The Media Line spoke to Dr. Steven Terner, the manager of Terner Consultancy, a leading geopolitical and business consultancy based in New York. “As long as the Gaza War goes on, the Ansarallah group in Yemen, known as Houthis, will try to block shipping in the Red Sea. As a result, insurance companies have increased rates for shipping through the Suez Canal and the Red Sea. Consequently, shipping companies that move goods from Europe to Asia are rerouting around the Cape of Good Hope because the insurance rates are more reasonable. This adds time delays in the global supply chain. Presumably, if the Gaza War ends, the Ansarallah group will stop blocking shipping, but they may decide to continue for other reasons.”

“Considering the world’s lack of harsh counteraction against the Houthis, other extremist groups could adopt this trade-disrupting strategy as well. It is impressive that Israel and the other impacted economies are so resilient,” added Dr. Terner.

The Media Line asked Deloitte Israel’s manager for International projects, Marcos Jaimovich, how the Israeli and international economies handle all this pressure on prices. According to him, “Israel and the world are resisting well to the war in Gaza because we were in a positive trend until October 7th. In Israel, this war’s direct economic impact will be felt for the next three or four years. Sectors of the economy, such as tourism, hospitality, and services, are an important part of the Israeli economy, and they will take a hit just as they started to recover from the Lockdown policies during the COVID-19 pandemic.”

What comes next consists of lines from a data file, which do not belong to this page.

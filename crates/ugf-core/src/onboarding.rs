// Career onboarding: coach creation, team interviews, and accepting an offer.

use chrono::{DateTime, Utc};
use tracing::{debug, info};

use crate::save::{CoachProfile, LeagueState, SaveData};

/// Teams that interview a newly created coach.
pub const INTERVIEW_TEAMS: [&str; 3] = ["MILWAUKEE_NORTHSHORE", "ATLANTA_APEX", "BIRMINGHAM_VULCANS"];

/// A head-coaching contract offer.
#[derive(Debug, Clone, Copy, PartialEq, Eq)]
pub struct Offer {
    pub team_id: &'static str,
    pub years: u32,
    pub salary: u64,
}

/// Offers extended once every interview is done.
pub const OFFERS: [Offer; 3] = [
    Offer {
        team_id: "BIRMINGHAM_VULCANS",
        years: 5,
        salary: 7_500_000,
    },
    Offer {
        team_id: "MILWAUKEE_NORTHSHORE",
        years: 4,
        salary: 4_500_000,
    },
    Offer {
        team_id: "ATLANTA_APEX",
        years: 4,
        salary: 6_000_000,
    },
];

pub fn offer_for(team_id: &str) -> Option<&'static Offer> {
    OFFERS.iter().find(|o| o.team_id == team_id)
}

/// Whether the coach has sat with every interviewing team.
pub fn interviews_complete(save: &SaveData) -> bool {
    INTERVIEW_TEAMS
        .iter()
        .all(|t| save.onboarding.interviews_completed.iter().any(|c| c == t))
}

/// Create the user's coach and reset the league calendar to a new career.
pub fn create_coach(save: SaveData, profile: CoachProfile) -> SaveData {
    create_coach_at(save, profile, Utc::now())
}

/// [`create_coach`] with the character id derived from `now`.
///
/// A no-op when a coach already exists or the name is blank. A blank hometown
/// is recorded as "Unknown".
pub fn create_coach_at(mut save: SaveData, profile: CoachProfile, now: DateTime<Utc>) -> SaveData {
    if save.coach.is_some() {
        debug!("Coach creation ignored: a coach already exists");
        return save;
    }
    let name = profile.name.trim();
    if name.is_empty() {
        debug!("Coach creation ignored: blank name");
        return save;
    }

    let hometown = match profile.hometown.trim() {
        "" => "Unknown".to_string(),
        h => h.to_string(),
    };

    save.user_character_id = Some(format!("COACH_{}", now.timestamp_millis()));
    save.coach = Some(CoachProfile {
        name: name.to_string(),
        hometown,
        ..profile
    });
    save.league = LeagueState::default();
    save.onboarding.interviews_completed.clear();

    info!("Created coach {name}");
    save
}

/// Record an interview with `team_id`. Repeats are ignored.
pub fn complete_interview(mut save: SaveData, team_id: &str) -> SaveData {
    if save.coach.is_none() || !INTERVIEW_TEAMS.contains(&team_id) {
        debug!("Interview with {team_id} ignored");
        return save;
    }
    if !save.onboarding.interviews_completed.iter().any(|t| t == team_id) {
        save.onboarding.interviews_completed.push(team_id.to_string());
    }
    save
}

/// Sign with `team_id`.
///
/// Requires all interviews done, a standing offer from that team, and no team
/// already signed with.
pub fn accept_offer(mut save: SaveData, team_id: &str) -> SaveData {
    if save.user_team_id.is_some() || !interviews_complete(&save) || offer_for(team_id).is_none() {
        debug!("Offer from {team_id} not accepted");
        return save;
    }
    save.user_team_id = Some(team_id.to_string());
    info!("Accepted offer from {team_id}");
    save
}

#[cfg(test)]
mod tests {
    use super::*;
    use crate::save::{default_save, LeaguePhase};
    use chrono::TimeZone;

    fn profile(name: &str, hometown: &str) -> CoachProfile {
        CoachProfile {
            name: name.into(),
            age: 42,
            hometown: hometown.into(),
            personality: "balanced".into(),
        }
    }

    fn coached() -> SaveData {
        create_coach(default_save(), profile("Pat Riley", "Tulsa"))
    }

    fn interviewed() -> SaveData {
        INTERVIEW_TEAMS
            .iter()
            .fold(coached(), |save, team| complete_interview(save, team))
    }

    // -----------------------------------------------------------------------
    // create_coach
    // -----------------------------------------------------------------------

    #[test]
    fn create_coach_sets_profile_and_id() {
        let now = Utc.with_ymd_and_hms(2026, 1, 5, 9, 0, 0).unwrap();
        let save = create_coach_at(default_save(), profile("Pat Riley", "Tulsa"), now);
        assert_eq!(
            save.user_character_id,
            Some(format!("COACH_{}", now.timestamp_millis()))
        );
        let coach = save.coach.unwrap();
        assert_eq!(coach.name, "Pat Riley");
        assert_eq!(coach.hometown, "Tulsa");
        assert_eq!(coach.age, 42);
    }

    #[test]
    fn blank_hometown_becomes_unknown() {
        let save = create_coach(default_save(), profile("Pat", "  "));
        assert_eq!(save.coach.unwrap().hometown, "Unknown");
    }

    #[test]
    fn blank_name_is_rejected() {
        let save = default_save();
        assert_eq!(create_coach(save.clone(), profile("   ", "Tulsa")), save);
    }

    #[test]
    fn second_coach_is_rejected() {
        let save = coached();
        assert_eq!(create_coach(save.clone(), profile("Other", "Reno")), save);
    }

    #[test]
    fn create_coach_resets_league_and_interviews() {
        let mut save = default_save();
        save.league.season = 2031;
        save.league.week = 9;
        save.league.phase = LeaguePhase::RegularSeason;
        save.onboarding.interviews_completed = vec!["ATLANTA_APEX".into()];

        let save = create_coach(save, profile("Pat", "Tulsa"));
        assert_eq!(save.league, LeagueState::default());
        assert!(save.onboarding.interviews_completed.is_empty());
    }

    // -----------------------------------------------------------------------
    // Interviews and offers
    // -----------------------------------------------------------------------

    #[test]
    fn interview_requires_coach() {
        let save = default_save();
        assert_eq!(complete_interview(save.clone(), "ATLANTA_APEX"), save);
    }

    #[test]
    fn interview_with_unlisted_team_is_ignored() {
        let save = coached();
        assert_eq!(complete_interview(save.clone(), "NOWHERE_FC"), save);
    }

    #[test]
    fn interviews_are_recorded_once() {
        let save = complete_interview(coached(), "ATLANTA_APEX");
        let save = complete_interview(save, "ATLANTA_APEX");
        assert_eq!(save.onboarding.interviews_completed, vec!["ATLANTA_APEX"]);
        assert!(!interviews_complete(&save));
    }

    #[test]
    fn offer_requires_all_interviews() {
        let save = complete_interview(coached(), "ATLANTA_APEX");
        assert!(accept_offer(save, "ATLANTA_APEX").user_team_id.is_none());
    }

    #[test]
    fn accepting_an_offer_sets_team() {
        let save = accept_offer(interviewed(), "BIRMINGHAM_VULCANS");
        assert_eq!(save.user_team_id.as_deref(), Some("BIRMINGHAM_VULCANS"));
    }

    #[test]
    fn only_one_offer_can_be_accepted() {
        let save = accept_offer(interviewed(), "BIRMINGHAM_VULCANS");
        let again = accept_offer(save.clone(), "ATLANTA_APEX");
        assert_eq!(again, save);
    }

    #[test]
    fn unknown_offer_is_ignored() {
        let save = interviewed();
        assert_eq!(accept_offer(save.clone(), "NOWHERE_FC"), save);
    }

    #[test]
    fn offer_table_lookup() {
        let offer = offer_for("BIRMINGHAM_VULCANS").unwrap();
        assert_eq!(offer.years, 5);
        assert_eq!(offer.salary, 7_500_000);
        assert!(offer_for("ATLANTA").is_none());
    }
}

The Media Line asked the founder and chairman of Leket Israel, Joseph Gitler if there was anything the Israelis and the Israeli government could do to help slow down price increases. “In the short term, there is nothing we can do. Wastefulness is at the core of most economic problems. If we were less wasteful, price increases and inflation would be smaller,” he said.

“On a larger sense, the question is how to become less wasteful, individually and as a society, both the rich and the poor. Do you incentivize consumers and brands to be frugal? Do you punish them for being wasteful? With individuals who can afford to be wasteful, various incentives can reduce wastefulness. However, with people who can’t afford to be wasteful, reducing their wastefulness requires educational and behavioral investments,” he concluded.